A month before the Climate Summit in Paris considers how to reduce our collective carbon footprint and to prevent further degradation of the planet, a huge swath of Indonesia is ablaze. The forest fires which have raged since August, have produced 61 megatons of carbon each day — more than China, and the US, for several weeks —and have dumped more pollution into the atmosphere in three weeks than all of Germany produces in a year. The resulting smog has made the news, and raised tensions among Indonesia’s neighbours, but outside the region the media have paid little attention to how the fires illustrate the futility of tackling climate change issues when stricter environmental safeguards can be easily ignored or circumvented.

In 1997 Indonesia endured a series of forest fires so fierce and large that, taken together, they may well have been the largest conflagration in recorded history. Burning for several months, the fires razed 25 million acres of land and dumped up to 2.5 gigatonnes of carbon into the atmosphere. The damage cost more than US$4 billion in economic losses. Three years later the census also indicated that pollution associated with the fires had led to the disappearance of up to 15, 000 children due to a sudden spike in foetal, infant and child mortality.

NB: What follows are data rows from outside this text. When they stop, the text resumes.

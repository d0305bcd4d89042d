use std::time::{Duration, Instant};

use anyhow::{Context, Result, bail};
use chrono::Utc;
use rusqlite::{Connection, TransactionBehavior};
use tracing::debug;
use uuid::Uuid;

use crate::models::{MessageRow, ReadStatusRow, format_timestamp, now_timestamp};
use crate::retry::with_conflict_retry;
use crate::{Database, OptionalExt};

/// Outcome of `create_message`: the stored row and whether this call
/// inserted it (false when an earlier identical send was returned).
#[derive(Debug)]
pub struct CreatedMessage {
    pub message: MessageRow,
    pub created: bool,
}

impl Database {
    // -- Messages --

    /// Most recent message with the same (conversation, sender, content)
    /// created within the trailing `window`.
    pub fn find_recent_duplicate(
        &self,
        conversation_id: &str,
        sender_id: &str,
        content: &str,
        window: Duration,
    ) -> Result<Option<MessageRow>> {
        self.with_conn(|conn| {
            query_recent_duplicate(conn, conversation_id, sender_id, content, window)
        })
    }

    /// Persist a message, or return the duplicate already stored within the
    /// dedup window.
    ///
    /// The duplicate check and the insert run in one immediate transaction; a
    /// busy/locked database re-runs the whole unit under the retry policy. The
    /// connection lock is released while backing off.
    pub fn create_message(
        &self,
        conversation_id: &str,
        sender_id: &str,
        content: &str,
    ) -> Result<CreatedMessage> {
        let config = self.config().clone();
        with_conflict_retry(&config.retry, |attempt| {
            self.with_conn_mut(|conn| {
                create_message_tx(
                    conn,
                    conversation_id,
                    sender_id,
                    content,
                    config.dedup_window,
                    config.tx_timeout,
                )
                .with_context(|| format!("create_message attempt {}", attempt))
            })
        })
    }

    pub fn get_message(&self, id: &str) -> Result<Option<MessageRow>> {
        self.with_conn(|conn| {
            conn.query_row(
                "SELECT id, conversation_id, sender_id, content, created_at
                 FROM messages WHERE id = ?1",
                [id],
                map_message,
            )
            .optional()
        })
    }

    /// Message history, newest first.
    pub fn list_messages(
        &self,
        conversation_id: &str,
        skip: u32,
        take: u32,
    ) -> Result<Vec<MessageRow>> {
        self.with_conn(|conn| {
            let mut stmt = conn.prepare(
                "SELECT id, conversation_id, sender_id, content, created_at
                 FROM messages
                 WHERE conversation_id = ?1
                 ORDER BY created_at DESC, rowid DESC
                 LIMIT ?2 OFFSET ?3",
            )?;
            let rows = stmt
                .query_map(rusqlite::params![conversation_id, take, skip], map_message)?
                .collect::<std::result::Result<Vec<_>, _>>()?;
            Ok(rows)
        })
    }

    // -- Read statuses --

    /// Insert-or-return for (message, user). An existing row is never touched,
    /// so `read_at` keeps the time of the first call.
    pub fn create_read_status(&self, message_id: &str, user_id: &str) -> Result<ReadStatusRow> {
        self.with_conn(|conn| {
            conn.execute(
                "INSERT INTO read_statuses (message_id, user_id, read_at) VALUES (?1, ?2, ?3)
                 ON CONFLICT(message_id, user_id) DO NOTHING",
                rusqlite::params![message_id, user_id, now_timestamp()],
            )?;
            query_read_status(conn, message_id, user_id)?
                .ok_or_else(|| anyhow::anyhow!("read status for {} missing after upsert", message_id))
        })
    }

    pub fn get_read_status(&self, message_id: &str, user_id: &str) -> Result<Option<ReadStatusRow>> {
        self.with_conn(|conn| query_read_status(conn, message_id, user_id))
    }
}

fn create_message_tx(
    conn: &mut Connection,
    conversation_id: &str,
    sender_id: &str,
    content: &str,
    window: Duration,
    timeout: Duration,
) -> Result<CreatedMessage> {
    let started = Instant::now();
    // Dropping the transaction on any early return rolls it back.
    let tx = conn.transaction_with_behavior(TransactionBehavior::Immediate)?;

    if let Some(existing) = query_recent_duplicate(&tx, conversation_id, sender_id, content, window)? {
        debug!(
            "Duplicate send collapsed onto message {} in conversation {}",
            existing.id, conversation_id
        );
        tx.commit()?;
        return Ok(CreatedMessage {
            message: existing,
            created: false,
        });
    }

    let row = MessageRow {
        id: Uuid::new_v4().to_string(),
        conversation_id: conversation_id.to_string(),
        sender_id: sender_id.to_string(),
        content: content.to_string(),
        created_at: now_timestamp(),
    };
    tx.execute(
        "INSERT INTO messages (id, conversation_id, sender_id, content, created_at)
         VALUES (?1, ?2, ?3, ?4, ?5)",
        rusqlite::params![row.id, row.conversation_id, row.sender_id, row.content, row.created_at],
    )?;

    if started.elapsed() > timeout {
        bail!("create_message transaction exceeded {:?}, rolled back", timeout);
    }
    tx.commit()?;
    Ok(CreatedMessage {
        message: row,
        created: true,
    })
}

fn query_recent_duplicate(
    conn: &Connection,
    conversation_id: &str,
    sender_id: &str,
    content: &str,
    window: Duration,
) -> Result<Option<MessageRow>> {
    let window = chrono::Duration::from_std(window).context("dedup window out of range")?;
    let cutoff = format_timestamp(Utc::now() - window);

    conn.query_row(
        "SELECT id, conversation_id, sender_id, content, created_at
         FROM messages
         WHERE conversation_id = ?1 AND sender_id = ?2 AND content = ?3 AND created_at >= ?4
         ORDER BY created_at DESC, rowid DESC
         LIMIT 1",
        rusqlite::params![conversation_id, sender_id, content, cutoff],
        map_message,
    )
    .optional()
}

fn query_read_status(
    conn: &Connection,
    message_id: &str,
    user_id: &str,
) -> Result<Option<ReadStatusRow>> {
    conn.query_row(
        "SELECT message_id, user_id, read_at FROM read_statuses
         WHERE message_id = ?1 AND user_id = ?2",
        [message_id, user_id],
        |row| {
            Ok(ReadStatusRow {
                message_id: row.get(0)?,
                user_id: row.get(1)?,
                read_at: row.get(2)?,
            })
        },
    )
    .optional()
}

fn map_message(row: &rusqlite::Row<'_>) -> rusqlite::Result<MessageRow> {
    Ok(MessageRow {
        id: row.get(0)?,
        conversation_id: row.get(1)?,
        sender_id: row.get(2)?,
        content: row.get(3)?,
        created_at: row.get(4)?,
    })
}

Nevertheless, despite these losses, slash-and-burn deforestation continued at its usual pace. Between 2000 and 2012 a further 15 million acres of land was deforested. Indonesia did little to help small-scale farmers move beyond clear-cutting, nor did it reform the unsustainable production of palm oil. Both practices contributed to the current devastation which has already consumed 4 million acres of land. This year’s fire has choked large parts of the country in thick smoke – threatening the long-term health of tens of thousands of young children and it has even forced members of parliament to wear face masks during debates.

Indonesia’s smog gives a foretaste of what may lie in store for even larger countries. More than half of India’s agriculture depends on monsoon rains that will likely become “highly unpredictable” if the global temperature continues to rise, threatening to make a troubling situation far worse. India already has the least breathable air on the planet and, although a third of its population lives without electricity, it produces more pollution than any other country except for China and the US. The Indian government has pledged vast sums of money into sustainable energy, including a solar electricity projects that will produce 100 gigawatts of power, more than 25 times the current amount. These promises are a good start, but they will mean nothing unless further environmental degradation can be stopped.

Hilal Elver, the UN Special Rapporteur on the right to food, recently warned that climate change not only threatens to exacerbate current threats to world food security, but to place a further 600 million people at risk of malnutrition during the next 60 years. Predictably, the worst affected areas will likely be those who have done least to create the crisis. Elver emphasized that whatever “mitigation and adaptation policies” are adopted “should respect the right to food as well as other fundamental human rights.”

Elver’s words touch on a truth that is often forgotten in climate change discussions: that the disregard of environmental rights is often closely linked to other abuses. Following the long terror of Suharto’s dictatorship, the absence of accountability allowed many of his most abusive supporters to slip quietly into other forms of exploitation within the Indonesian economy, one part of which were the country’s massive illegal logging operations. As George Monbiot observes in the Guardian, “Those who commit crimes against humanity don’t hesitate to commit crimes against nature.”

There is a good reason that Indonesia has done so little to reform its unsustainable practices in the last 20 years. It hasn’t been forced to do so. Carbon trading and other sophisticated climate change mechanisms may prove decisive as mid-term solutions to the current crisis, but immediate action is also essential. Unless the government of Joko Widodo, and large multinationals like Kraft Heinz, Pepsico and Starbucks face international consumer pressure to end their cynical neglect of a vital carbon sink, and to reform their supply chains for products that contribute to widespread deforestation — there is little reason to expect that Indonesia’s forests, and the vast quantity of plant and animal life — including several endangered species — that is disappearing in the current fires will be any better off ten years from now.